Mapreduce实例——二次排序

Mapreduce实例——二次排序
原理

在Map阶段，使用job.setInputFormatClass定义的InputFormat将输入的数据集分割成小数据块splites，同时InputFormat提供一个RecordReder的实现。本实验中使用的是TextInputFormat，他提供的RecordReder会将文本的字节偏移量作为key，这一行的文本作为value。这就是自定义Map的输入是<LongWritable, Text>的原因。然后调用自定义Map的map方法，将一个个<LongWritable, Text>键值对输入给Map的map方法。注意输出应该符合自定义Map中定义的输出<IntPair, IntWritable>。最终是生成一个List<IntPair, IntWritable>。在map阶段的最后，会先调用job.setPartitionerClass对这个List进行分区，每个分区映射到一个reducer。每个分区内又调用job.setSortComparatorClass设置的key比较函数类排序。可以看到，这本身就是一个二次排序。如果没有通过job.setSortComparatorClass设置key比较函数类，则可以使用key实现的compareTo方法进行排序。在本实验中，就使用了IntPair实现的compareTo方法。

在Reduce阶段，reducer接收到所有映射到这个reducer的map输出后，也是会调用job.setSortComparatorClass设置的key比较函数类对所有数据对排序。然后开始构造一个key对应的value迭代器。这时就要用到分组，使用job.setGroupingComparatorClass设置的分组函数类。只要这个比较器比较的两个key相同，他们就属于同一个组，它们的value放在一个value迭代器，而这个迭代器的key使用属于同一个组的所有key的第一个key。最后就是进入Reducer的reduce方法，reduce方法的输入是所有的（key和它的value迭代器）。

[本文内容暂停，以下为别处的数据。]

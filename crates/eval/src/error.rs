//! Engine errors.
//!
//! Only caller mistakes surface as errors: submitting to a finished
//! session or handing over a malformed answer payload. Malformed rule
//! data never errors — the resolve loop degrades and logs instead.

use thiserror::Error;

/// Errors returned from [`crate::Engine`] entry points.
#[derive(Debug, Error)]
pub enum EvalError {
    /// The session cannot accept this call in its current state.
    #[error("invalid session state: {message}")]
    InvalidState { message: String },

    /// The submitted answer payload failed validation.
    #[error("invalid answer for '{field}': {message}")]
    InvalidAnswer { field: String, message: String },

    /// The selected symptom has no entry in the ruleset.
    #[error("unknown symptom '{symptom}'")]
    UnknownSymptom { symptom: String },
}

impl EvalError {
    pub(crate) fn state(message: impl Into<String>) -> Self {
        EvalError::InvalidState {
            message: message.into(),
        }
    }

    pub(crate) fn answer(field: impl Into<String>, message: impl Into<String>) -> Self {
        EvalError::InvalidAnswer {
            field: field.into(),
            message: message.into(),
        }
    }
}
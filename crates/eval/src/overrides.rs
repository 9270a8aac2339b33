//! Display-text overrides applied on top of presented cards.
//!
//! Overrides are deliberately not part of [`crate::SessionState`]:
//! they are never captured by history snapshots and survive a session
//! being reset or rewound.

use std::collections::BTreeMap;

use serde::{Deserialize, Serialize};

use crate::session::{QuestionCard, QuestionsStep};

/// Replacement display strings for question texts and option labels.
#[derive(Debug, Clone, Default, Serialize, Deserialize)]
pub struct LabelOverrides {
    questions: BTreeMap<String, String>,
    /// Keyed by `"{qid}/{option_id}"`.
    options: BTreeMap<String, String>,
}

impl LabelOverrides {
    pub fn new() -> Self {
        LabelOverrides::default()
    }

    pub fn is_empty(&self) -> bool {
        self.questions.is_empty() && self.options.is_empty()
    }

    pub fn set_question_text(&mut self, qid: impl Into<String>, text: impl Into<String>) {
        self.questions.insert(qid.into(), text.into());
    }

    pub fn set_option_label(
        &mut self,
        qid: &str,
        option_id: &str,
        label: impl Into<String>,
    ) {
        self.options
            .insert(format!("{}/{}", qid, option_id), label.into());
    }

    /// Rewrite one card's display strings in place.
    pub fn apply_to_card(&self, card: &mut QuestionCard) {
        if let Some(text) = self.questions.get(&card.qid) {
            card.text = text.clone();
        }
        for option in &mut card.options {
            if let Some(label) = self.options.get(&format!("{}/{}", card.qid, option.id)) {
                option.label = label.clone();
            }
        }
    }

    /// Rewrite every card of a presented step.
    pub fn apply_to_step(&self, step: &mut QuestionsStep) {
        for card in &mut step.questions {
            self.apply_to_card(card);
        }
    }
}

同样注意输入与输出的类型必须与自定义的Reducer中声明的一致。

环境

Linux Ubuntu 14.04

jdk-7u75-linux-x64

hadoop-2.6.0-cdh5.4.5

hadoop-2.6.0-eclipse-cdh5.4.5.jar

eclipse-java-juno-SR2-linux-gtk-x86_64

内容

在电商网站中，用户进入页面浏览商品时会产生访问日志，记录用户对商品的访问情况，现有goods_visit2表，包含（goods_id,click_num）两个字段，数据内容如下：
1. goods_id click_num
2. 1010037 100
3. 1010102 100
4. 1010152 97
5. 1010178 96
6. 1010280 104
7. 1010320 103
8. 1010510 104
9. 1010603 96
10. 1010637 97
编写MapReduce代码，功能为根据商品的点击次数(click_num)进行降序排序，再根据goods_id升序排序，并输出所有商品。

输出结果如下：
1. 点击次数商品id
2. ------------------------------------------------
3. 104 1010280
4. 104 1010510
5. ------------------------------------------------
6. 103 1010320
7. ------------------------------------------------
8. 100 1010037
9. 100 1010102
10. ------------------------------------------------
11. 97 1010152
12. 97 1010637
13. ------------------------------------------------
14. 96 1010178
15. 96 1010603
实验步骤

1.切换到/apps/hadoop/sbin目录下，开启Hadoop。
1. cd /apps/hadoop/sbin
2. ./start-all.sh
2.在Linux本地新建/data/mapreduce8目录。
1. mkdir -p /data/mapreduce8
3.在Linux中切换到/data/mapreduce8目录下，用wget命令从http://192.168.1.100:60000/allfiles/mapreduce8/goods_visit2网址上下载文本文件goods_visit2。
1. cd /data/mapreduce8
2. wget http://192.168.1.100:60000/allfiles/mapreduce8/goods_visit2
然后在当前目录下用wget命令从http://192.168.1.100:60000/allfiles/mapreduce8/hadoop2lib.tar.gz网址上下载项目用到的依赖包。
1. wget http://192.168.1.100:60000/allfiles/mapreduce8/hadoop2lib.tar.gz
将hadoop2lib.tar.gz解压到当前目录下。
1. tar zxvf hadoop2lib.tar.gz
4.首先在HDFS上新建/mymapreduce8/in目录，然后将Linux本地/data/mapreduce8目录下的goods_visit2文件导入到HDFS的/mymapreduce8/in目录中。
1. hadoop fs -mkdir -p /mymapreduce8/in
2. hadoop fs -put /data/mapreduce8/goods_visit2 /mymapreduce8/in
5.新建Java Project项目，项目名为mapreduce8。

在mapreduce8项目下新建一个package包，包名为mapreduce。

在mapreduce的package包下新建一个SecondarySort类。

6.添加项目所需依赖的jar包，右键单击mapreduce8，新建一个文件夹hadoop2lib，用于存放项目所需的jar包。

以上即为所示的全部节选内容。